Midwest Prepares for Possible Tornadoes as Storms Move East
A broad swath of the Midwest readied for hail, damaging winds and possibly tornadoes Thursday as a strong storm front continued to rumble east.
The National Weather Service's "enhanced risk" area stretched from northeast Texas to Michigan, Wisconsin and across the upper Midwest. Forecasters say Philadelphia, Washington and other parts of the Atlantic coast could see the same weather patterns Friday, including Augusta, Georgia, where the Masters golf tournament is taking place through the weekend.

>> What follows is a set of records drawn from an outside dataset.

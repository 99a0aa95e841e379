use log::{debug, info};

use super::Config;
use crate::domain::Grid;

/// GameState coordinates the simulation: it owns the grid, the run flag and
/// the update pacing. The camera is deliberately not in here; grid and camera
/// are independent peers owned by the main loop.
pub struct GameState {
    pub grid: Grid,
    pub is_running: bool,
    pub generation: u64,
    pub update_timer: f32,
    pub updates_per_second: f32,
}

impl GameState {
    /// Create a paused state with an all-dead grid
    pub fn new(config: &Config) -> Self {
        Self {
            grid: Grid::new(config.grid_width, config.grid_height),
            is_running: false,
            generation: 0,
            update_timer: 0.0,
            updates_per_second: 10.0,
        }
    }

    /// Toggle play/pause
    pub fn toggle_running(mut self) -> Self {
        self.is_running = !self.is_running;
        info!(
            "simulation {}",
            if self.is_running { "running" } else { "paused" }
        );
        self
    }

    /// Wipe the grid and reset the generation counter
    pub fn clear(mut self) -> Self {
        self.grid.clear();
        self.generation = 0;
        self.is_running = false;
        info!("grid cleared");
        self
    }

    /// Random soup seed; pauses so the result can be inspected first
    pub fn randomize(mut self) -> Self {
        self.grid.randomize();
        self.generation = 0;
        self.is_running = false;
        info!("grid randomized, population {}", self.grid.population());
        self
    }

    /// Adjust simulation speed in generations per second
    pub fn adjust_speed(mut self, delta: f32) -> Self {
        self.updates_per_second = (self.updates_per_second + delta).clamp(1.0, 60.0);
        self
    }

    /// Per-frame update: runs at most one generation, and only once the
    /// update interval has elapsed while the simulation is running.
    pub fn tick(mut self, delta_time: f32) -> Self {
        if !self.is_running {
            return self;
        }

        self.update_timer += delta_time;
        let update_interval = 1.0 / self.updates_per_second;

        if self.update_timer >= update_interval {
            self.grid.advance_generation();
            self.generation += 1;
            self.update_timer = 0.0;
            debug!("generation {}", self.generation);
        }

        self
    }
}
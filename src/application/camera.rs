use macroquad::prelude::{Rect, Vec2, vec2};

use super::Config;
use super::numeric::round_to_tenth;

/// Camera is the affine view transform: a zoom factor and a pixel offset
/// mapping world space to screen space and, for editing, screen pixels back
/// to tile ids. Both fields are re-clamped inside every mutation, so the
/// camera is never observably out of range.
pub struct Camera {
    zoom: f32,
    offset: Vec2,
    config: Config,
}

impl Camera {
    pub fn new(config: Config) -> Self {
        Self {
            zoom: 1.0_f32.clamp(config.zoom_min, config.zoom_max),
            offset: Vec2::ZERO,
            config,
        }
    }

    pub fn zoom(&self) -> f32 {
        self.zoom
    }

    pub fn offset(&self) -> Vec2 {
        self.offset
    }

    /// World position to screen position. Pure.
    pub fn translate(&self, world: Vec2) -> Vec2 {
        (world - self.offset) * self.zoom
    }

    /// World rect to screen rect: the origin moves with the full transform,
    /// the extent only scales.
    pub fn translate_rect(&self, world: Rect) -> Rect {
        let origin = self.translate(world.point());
        Rect::new(origin.x, origin.y, world.w * self.zoom, world.h * self.zoom)
    }

    /// Inverse mapping: which tile is under this screen position.
    ///
    /// Positions are taken relative to the world position of the screen
    /// center, floor-divided by the on-screen tile size, then re-centered so
    /// the middle of the map is tile (width/2, height/2). The division must
    /// floor toward negative infinity: truncation would fold the two tiles
    /// around the map center onto each other.
    ///
    /// The result may lie outside the map for positions past the edge; the
    /// grid's bounds policy rejects those, not the camera.
    pub fn tile_id_for_screen_pos(&self, pos: Vec2) -> (i32, i32) {
        let world_center = self.translate(self.config.screen_center());
        let relative = pos * self.zoom - world_center;
        let step = self.config.tile_size * self.zoom;
        (
            (relative.x / step).floor() as i32 + self.config.grid_width as i32 / 2,
            (relative.y / step).floor() as i32 + self.config.grid_height as i32 / 2,
        )
    }

    /// Forward mapping: screen position of a tile's top-left corner.
    ///
    /// Kept as the mirror of `tile_id_for_screen_pos` including its trailing
    /// zoom multiply; the pair is only an approximate inverse (floor division
    /// loses sub-tile position), so callers tolerate a one-tile discrepancy.
    pub fn screen_pos_for_tile_id(&self, x: i32, y: i32) -> Vec2 {
        let world_center = self.translate(self.config.screen_center());
        let step = self.config.tile_size * self.zoom;
        vec2(
            ((x - self.config.grid_width as i32 / 2) as f32 * step + world_center.x) * self.zoom,
            ((y - self.config.grid_height as i32 / 2) as f32 * step + world_center.y) * self.zoom,
        )
    }

    /// Apply a wheel increment. The new factor is clamped to the configured
    /// range and quantized to one decimal in the same step.
    pub fn set_zoom(&mut self, delta: f32) {
        self.zoom = round_to_tenth(
            (self.zoom + delta).clamp(self.config.zoom_min, self.config.zoom_max),
        );
    }

    /// Drag the view. The offset moves against the pointer motion and is
    /// clamped per axis to half the map's pixel extent.
    pub fn pan(&mut self, delta: Vec2) {
        let half_extent = self.config.map_pixel_extent() / 2.0;
        self.offset = (self.offset - delta).clamp(-half_extent, half_extent);
    }

    /// Back to identity view
    pub fn reset(&mut self) {
        self.zoom = 1.0_f32.clamp(self.config.zoom_min, self.config.zoom_max);
        self.offset = Vec2::ZERO;
    }
}
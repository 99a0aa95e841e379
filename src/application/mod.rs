mod camera;
mod config;
mod game_state;
pub mod numeric;

pub use camera::Camera;
pub use config::Config;
pub use game_state::GameState;
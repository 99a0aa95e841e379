use macroquad::prelude::*;

use crate::application::{Camera, GameState};
use crate::domain::Cell;

/// What a pointer-move paints while the primary button is held
#[derive(Clone, Copy, PartialEq, Eq, Debug)]
pub enum PaintMode {
    Draw,
    Erase,
}

/// Transient pointer state for the current frame sequence. Owned by the main
/// loop and passed in each frame; the handlers themselves keep no state.
#[derive(Default)]
pub struct InputState {
    paint: Option<PaintMode>,
    dragging: bool,
    last_mouse: Option<Vec2>,
}

impl InputState {
    pub fn paint_mode(&self) -> Option<PaintMode> {
        self.paint
    }

    pub fn is_dragging(&self) -> bool {
        self.dragging
    }
}

/// Handle zoom with the mouse wheel; a tenth of the wheel delta per step
pub fn handle_zoom(camera: &mut Camera) {
    let wheel = mouse_wheel().1;
    if wheel != 0.0 {
        camera.set_zoom(wheel / 10.0);
    }
}

/// Pointer buttons and motion: primary button paints (toggle on press, then
/// draw or erase per mode on motion), secondary button drags the camera.
pub fn handle_pointer(input: &mut InputState, state: &mut GameState, camera: &mut Camera) {
    let mouse = Vec2::from(mouse_position());

    if is_mouse_button_pressed(MouseButton::Left) {
        let mode = if is_key_down(KeyCode::LeftShift) {
            PaintMode::Erase
        } else {
            PaintMode::Draw
        };
        let (tx, ty) = camera.tile_id_for_screen_pos(mouse);
        match mode {
            // Press toggles the tile under the pointer.
            PaintMode::Draw => state.grid.set_tile(tx, ty, state.grid.get_tile(tx, ty).toggle()),
            PaintMode::Erase => state.grid.set_tile(tx, ty, Cell::Dead),
        }
        input.paint = Some(mode);
    }
    if is_mouse_button_released(MouseButton::Left) {
        input.paint = None;
    }

    if is_mouse_button_pressed(MouseButton::Right) {
        input.dragging = true;
    }
    if is_mouse_button_released(MouseButton::Right) {
        input.dragging = false;
    }

    let motion = input.last_mouse.map_or(Vec2::ZERO, |last| mouse - last);
    if motion != Vec2::ZERO {
        if let Some(mode) = input.paint {
            let (tx, ty) = camera.tile_id_for_screen_pos(mouse);
            let cell = match mode {
                PaintMode::Draw => Cell::Alive,
                PaintMode::Erase => Cell::Dead,
            };
            state.grid.set_tile(tx, ty, cell);
        }
        if input.dragging {
            camera.pan(motion);
        }
    }
    input.last_mouse = Some(mouse);
}

/// Process keyboard input functionally
pub fn process_keyboard_input(state: GameState, camera: &mut Camera) -> GameState {
    type KeyAction = (KeyCode, fn(GameState) -> GameState);

    let actions: [KeyAction; 4] = [
        (KeyCode::C, GameState::clear),
        (KeyCode::R, GameState::randomize),
        (KeyCode::Up, |s| s.adjust_speed(1.0)),
        (KeyCode::Down, |s| s.adjust_speed(-1.0)),
    ];

    let state = actions.iter().fold(state, |s, (key, action)| {
        if is_key_pressed(*key) { action(s) } else { s }
    });

    // Run toggle fires on key release so holding Space cannot retrigger it.
    let state = if is_key_released(KeyCode::Space) {
        state.toggle_running()
    } else {
        state
    };

    // Reset camera with 'H' (home)
    if is_key_pressed(KeyCode::H) {
        camera.reset();
    }

    state
}
use thiserror::Error;

#[derive(Error, Debug, Clone, PartialEq, Eq)]
pub enum RatingError {
    /// Every opponent needs exactly one outcome and vice versa.
    #[error("got {opponents} opponent ratings but {outcomes} match outcomes")]
    LengthMismatch { opponents: usize, outcomes: usize },
}
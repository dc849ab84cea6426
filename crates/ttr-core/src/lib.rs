//! Rating arithmetic for the TTR table-tennis ranking.
//!
//! Everything here is a pure function of its arguments: callers own the
//! session state and pass ratings, outcomes and eligibility flags in.

pub mod change_constant;
pub mod error;
pub mod probability;
pub mod range;
pub mod rating;
pub mod tournament;

/// A player's TTR score
pub type Rating = i32;

/// Lowest rating the input form accepts
pub const RATING_MIN: Rating = 0;
/// Highest rating the input form accepts
pub const RATING_MAX: Rating = 3000;
/// Starting value for the player's and each opponent's rating field
pub const DEFAULT_RATING: Rating = 1400;

pub use change_constant::{change_constant, EligibilityFlags};
pub use error::RatingError;
pub use probability::win_probability;
pub use range::{probability_curve, project_range, rating_change_curve, ChartSeries};
pub use rating::{expected_result, update_rating, RatingUpdate};
pub use tournament::{Match, MatchBreakdown, Tournament, TournamentReport};
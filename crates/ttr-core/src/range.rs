//! Chart data: win probability and rating change over a window of rating
//! differences.
//!
//! The x-axis is always `opponent - player`, with the player pinned at 0.

use std::ops::Range;

use serde::{Deserialize, Serialize};

use crate::probability::win_probability;
use crate::rating::update_rating;

/// Half-width of the default chart window
pub const DEFAULT_HALF_WIDTH: i32 = 400;

/// Window of rating differences to chart around `center`.
///
/// Always covers `-400..400` and grows on whichever side is needed so that
/// `center` itself is inside the range. The one exception is `i32::MAX`,
/// which a half-open `Range<i32>` cannot reach.
pub fn project_range(center: i32) -> Range<i32> {
    let start = center.min(-DEFAULT_HALF_WIDTH);
    let end = center.saturating_add(1).max(DEFAULT_HALF_WIDTH);
    start..end
}

/// A curve sampled at every integer rating difference of a window.
#[derive(Clone, Debug, PartialEq, Serialize, Deserialize)]
pub struct ChartSeries {
    pub differences: Vec<i32>,
    pub values: Vec<f64>,
}

impl ChartSeries {
    fn sample(range: Range<i32>, f: impl Fn(i32) -> f64) -> Self {
        let differences: Vec<i32> = range.collect();
        let values = differences.iter().map(|&d| f(d)).collect();
        Self {
            differences,
            values,
        }
    }

    pub fn len(&self) -> usize {
        self.differences.len()
    }

    pub fn is_empty(&self) -> bool {
        self.differences.is_empty()
    }

    /// `(x, y)` pairs, the shape plotting widgets want
    pub fn points(&self) -> Vec<(f64, f64)> {
        self.differences
            .iter()
            .zip(&self.values)
            .map(|(&x, &y)| (x as f64, y))
            .collect()
    }

    /// Smallest and largest value, or `None` for an empty series.
    pub fn value_bounds(&self) -> Option<(f64, f64)> {
        let mut values = self.values.iter().copied();
        let first = values.next()?;
        Some(values.fold((first, first), |(lo, hi), v| (lo.min(v), hi.max(v))))
    }
}

/// Win probability against an opponent `x` points stronger, for every `x`
/// in `project_range(center)`.
pub fn probability_curve(center: i32) -> ChartSeries {
    ChartSeries::sample(project_range(center), |difference| {
        win_probability(0, difference)
    })
}

/// Points gained (`won`) or lost against an opponent `x` points stronger,
/// as a single match, for every `x` in `project_range(center)`.
pub fn rating_change_curve(center: i32, won: bool, change_constant: u32) -> ChartSeries {
    let result = u32::from(won);
    ChartSeries::sample(project_range(center), |difference| {
        update_rating(0, &[difference], result, change_constant).delta as f64
    })
}
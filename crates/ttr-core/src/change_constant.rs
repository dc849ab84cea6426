use serde::{Deserialize, Serialize};

/// Change constant for an established adult player
pub const BASE_CHANGE_CONSTANT: u32 = 16;

/// Added once for every eligibility criterion the player meets
pub const CHANGE_CONSTANT_STEP: u32 = 4;

/// Criteria that make a rating more volatile.
///
/// Each flag is independent; a 15 year old who has never played a rated
/// match before may well tick all four.
#[derive(Clone, Copy, Debug, Default, PartialEq, Eq, Hash, Serialize, Deserialize)]
#[serde(default)]
pub struct EligibilityFlags {
    /// No rated single in the last 365 days (applies for the next 15 singles)
    pub no_match_in_365_days: bool,
    /// Fewer than 30 rated singles over the whole career
    pub fewer_than_30_career_matches: bool,
    pub age_under_21: bool,
    pub age_under_16: bool,
}

impl EligibilityFlags {
    pub fn all() -> Self {
        Self {
            no_match_in_365_days: true,
            fewer_than_30_career_matches: true,
            age_under_21: true,
            age_under_16: true,
        }
    }

    /// Number of criteria that are met
    pub fn count(&self) -> u32 {
        [
            self.no_match_in_365_days,
            self.fewer_than_30_career_matches,
            self.age_under_21,
            self.age_under_16,
        ]
        .iter()
        .filter(|&&flag| flag)
        .count() as u32
    }

    /// Maximum number of points a single match can move the rating.
    pub fn change_constant(&self) -> u32 {
        BASE_CHANGE_CONSTANT + CHANGE_CONSTANT_STEP * self.count()
    }
}

pub fn change_constant(flags: &EligibilityFlags) -> u32 {
    flags.change_constant()
}
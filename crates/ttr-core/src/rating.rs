use serde::{Deserialize, Serialize};

use crate::probability::win_probability;
use crate::Rating;

/// Outcome of a rating update: the new rating and how far it moved.
#[derive(Clone, Copy, Debug, PartialEq, Eq, Hash, Serialize, Deserialize)]
pub struct RatingUpdate {
    pub new_rating: Rating,
    /// Change the formula asked for. Near the ends of `i32` the new rating
    /// saturates, so it may have moved by less than this.
    pub delta: i32,
}

/// Sum of the win probabilities against every opponent.
///
/// This is the number of wins the player "deserved"; zero for no opponents.
pub fn expected_result(current_rating: Rating, opponent_ratings: &[Rating]) -> f64 {
    opponent_ratings
        .iter()
        .map(|&opponent| win_probability(current_rating, opponent))
        .sum()
}

/// Compute the rating after playing `opponent_ratings` and winning
/// `matches_won` of those matches.
///
/// A whole tournament passes every opponent and the total number of wins; a
/// single match is the one-element slice with `matches_won` of 0 or 1. Both go
/// through the same arithmetic, so they round identically.
///
/// `delta = round((matches_won - expected) * change_constant)` where ties
/// round half away from zero. `matches_won` is not checked against the number
/// of opponents: passing more wins than matches yields a proportionally larger
/// gain instead of an error.
pub fn update_rating(
    current_rating: Rating,
    opponent_ratings: &[Rating],
    matches_won: u32,
    change_constant: u32,
) -> RatingUpdate {
    let expected = expected_result(current_rating, opponent_ratings);
    let delta = rating_delta(matches_won as f64, expected, change_constant);
    RatingUpdate {
        new_rating: current_rating.saturating_add(delta),
        delta,
    }
}

fn rating_delta(actual: f64, expected: f64, change_constant: u32) -> i32 {
    // `as` saturates on out-of-range floats
    ((actual - expected) * change_constant as f64).round() as i32
}
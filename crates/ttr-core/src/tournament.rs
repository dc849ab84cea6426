use serde::{Deserialize, Serialize};

use crate::change_constant::EligibilityFlags;
use crate::error::RatingError;
use crate::probability::win_probability;
use crate::rating::{expected_result, update_rating, RatingUpdate};
use crate::Rating;

/// One single against one opponent
#[derive(Clone, Copy, Debug, PartialEq, Eq, Serialize, Deserialize)]
pub struct Match {
    pub opponent_rating: Rating,
    pub won: bool,
}

impl Match {
    pub fn new(opponent_rating: Rating, won: bool) -> Self {
        Self {
            opponent_rating,
            won,
        }
    }
}

/// Everything needed to rate one event for one player.
#[derive(Clone, Debug, Default, PartialEq, Eq, Serialize, Deserialize)]
pub struct Tournament {
    pub current_rating: Rating,
    pub flags: EligibilityFlags,
    #[serde(default)]
    pub matches: Vec<Match>,
}

/// What a single match would have done to the rating on its own.
#[derive(Clone, Copy, Debug, PartialEq, Serialize, Deserialize)]
pub struct MatchBreakdown {
    pub index: usize,
    pub opponent_rating: Rating,
    pub won: bool,
    /// `opponent - player`; positive means the opponent is stronger
    pub rating_difference: i64,
    pub win_probability: f64,
    pub single_match: RatingUpdate,
}

#[derive(Clone, Debug, PartialEq, Serialize, Deserialize)]
pub struct TournamentReport {
    pub current_rating: Rating,
    pub change_constant: u32,
    pub expected_result: f64,
    pub actual_result: u32,
    pub update: RatingUpdate,
    pub matches: Vec<MatchBreakdown>,
}

impl Tournament {
    pub fn new(current_rating: Rating, flags: EligibilityFlags) -> Self {
        Self {
            current_rating,
            flags,
            matches: Vec::new(),
        }
    }

    /// Pair up opponent ratings with outcomes given as two parallel lists.
    ///
    /// Lists of different length are rejected rather than truncated.
    pub fn from_parallel(
        current_rating: Rating,
        opponent_ratings: Vec<Rating>,
        outcomes: Vec<bool>,
        flags: EligibilityFlags,
    ) -> Result<Self, RatingError> {
        if opponent_ratings.len() != outcomes.len() {
            return Err(RatingError::LengthMismatch {
                opponents: opponent_ratings.len(),
                outcomes: outcomes.len(),
            });
        }
        let matches = opponent_ratings
            .into_iter()
            .zip(outcomes)
            .map(|(opponent_rating, won)| Match::new(opponent_rating, won))
            .collect();
        Ok(Self {
            current_rating,
            flags,
            matches,
        })
    }

    pub fn push(&mut self, m: Match) {
        self.matches.push(m);
    }

    pub fn wins(&self) -> u32 {
        self.matches.iter().filter(|m| m.won).count() as u32
    }

    pub fn opponent_ratings(&self) -> Vec<Rating> {
        self.matches.iter().map(|m| m.opponent_rating).collect()
    }

    pub fn change_constant(&self) -> u32 {
        self.flags.change_constant()
    }

    /// Rate the whole event, plus each match as if it had been the only one.
    pub fn evaluate(&self) -> TournamentReport {
        let change_constant = self.change_constant();
        let opponents = self.opponent_ratings();
        let actual_result = self.wins();

        let matches = self
            .matches
            .iter()
            .enumerate()
            .map(|(index, m)| MatchBreakdown {
                index,
                opponent_rating: m.opponent_rating,
                won: m.won,
                rating_difference: m.opponent_rating as i64 - self.current_rating as i64,
                win_probability: win_probability(self.current_rating, m.opponent_rating),
                single_match: update_rating(
                    self.current_rating,
                    &[m.opponent_rating],
                    u32::from(m.won),
                    change_constant,
                ),
            })
            .collect();

        TournamentReport {
            current_rating: self.current_rating,
            change_constant,
            expected_result: expected_result(self.current_rating, &opponents),
            actual_result,
            update: update_rating(self.current_rating, &opponents, actual_result, change_constant),
            matches,
        }
    }
}

#[cfg(test)]
mod tests {
    use super::*;

    #[test]
    fn empty_tournament_changes_nothing() {
        let report = Tournament::new(1400, EligibilityFlags::default()).evaluate();
        assert_eq!(report.update.new_rating, 1400);
        assert_eq!(report.update.delta, 0);
        assert_eq!(report.expected_result, 0.0);
        assert_eq!(report.actual_result, 0);
        assert!(report.matches.is_empty());
    }

    #[test]
    fn single_win_against_equal_opponent() {
        let mut tournament = Tournament::new(1400, EligibilityFlags::default());
        tournament.push(Match::new(1400, true));
        let report = tournament.evaluate();

        assert_eq!(report.change_constant, 16);
        assert_eq!(report.update.new_rating, 1408);
        assert_eq!(report.matches.len(), 1);
        assert_eq!(report.matches[0].win_probability, 0.5);
        assert_eq!(report.matches[0].rating_difference, 0);
        assert_eq!(report.matches[0].single_match, report.update);
    }

    #[test]
    fn aggregate_and_breakdown() {
        let tournament = Tournament::from_parallel(
            1400,
            vec![1300, 1320],
            vec![true, false],
            EligibilityFlags::default(),
        )
        .unwrap();
        let report = tournament.evaluate();

        assert_eq!(report.actual_result, 1);
        assert_eq!(report.update.delta, -10);
        assert_eq!(report.matches[0].single_match.delta, 3);
        assert_eq!(report.matches[1].single_match.delta, -12);
        assert_eq!(report.matches[1].index, 1);
        assert_eq!(report.matches[1].rating_difference, -80);
    }

    #[test]
    fn flags_feed_the_constant() {
        let mut tournament = Tournament::new(1400, EligibilityFlags::all());
        tournament.push(Match::new(1400, false));
        let report = tournament.evaluate();
        assert_eq!(report.change_constant, 32);
        assert_eq!(report.update.new_rating, 1384);
    }

    #[test]
    fn mismatched_lists_are_rejected() {
        let err = Tournament::from_parallel(
            1400,
            vec![1300, 1320, 1500],
            vec![true],
            EligibilityFlags::default(),
        )
        .unwrap_err();
        assert_eq!(
            err,
            RatingError::LengthMismatch {
                opponents: 3,
                outcomes: 1
            }
        );
        assert_eq!(err.to_string(), "got 3 opponent ratings but 1 match outcomes");
    }

    #[test]
    fn evaluate_is_deterministic() {
        let tournament = Tournament::from_parallel(
            1583,
            vec![1422, 1610, 1777],
            vec![true, true, false],
            EligibilityFlags {
                age_under_21: true,
                ..Default::default()
            },
        )
        .unwrap();
        assert_eq!(tournament.evaluate(), tournament.evaluate());
    }

    #[test]
    fn report_serializes() {
        let mut tournament = Tournament::new(1400, EligibilityFlags::default());
        tournament.push(Match::new(1500, true));
        let json = serde_json::to_value(tournament.evaluate()).unwrap();
        assert_eq!(json["change_constant"], 16);
        assert_eq!(json["matches"][0]["opponent_rating"], 1500);
        assert_eq!(json["update"]["new_rating"], 1413);
    }
}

"It's quite an expansive area," said Greg Carbin, a meteorologist with the National Weather Service's Storm Prediction Center in Norman, Oklahoma.
In Wisconsin, an interstate north of Milwaukee was closed for several hours Thursday morning after several vehicles became partially submerged in flood water due to heavy rain.
Tornadoes were reported Wednesday and early Thursday in Kansas, Missouri and Oklahoma, but those areas saw minimal damage from the year's first widespread bout of severe weather.
In central Indiana, a 75-year-old woman died Wednesday night after being swept into a rain-swollen creek near Indianapolis. Pittsboro Fire Chief Bill Zeunik said the woman, identified as Doris D. Martin, was clearing debris from a water-filled ditch in her front yard along with her husband when she fell in and was swept away into a drainage pipe. Martin's body was found in a creek nearly one mile away.
And in Michigan, lightning strikes caused a fire at a mobile home and a fire place explosion, according to authorities. No one was injured in either incident.
By early afternoon, temperatures in downtown St. Louis approached 80 degrees under bright sunshine. The balmy afternoon arrived in stark contrast to temperatures in parts of the northeast; freezing drizzle in New Hampshire delayed some school openings and more than 2 inches of snow postponed the first game of the season for the Portland Sea Dogs in Portland, Maine.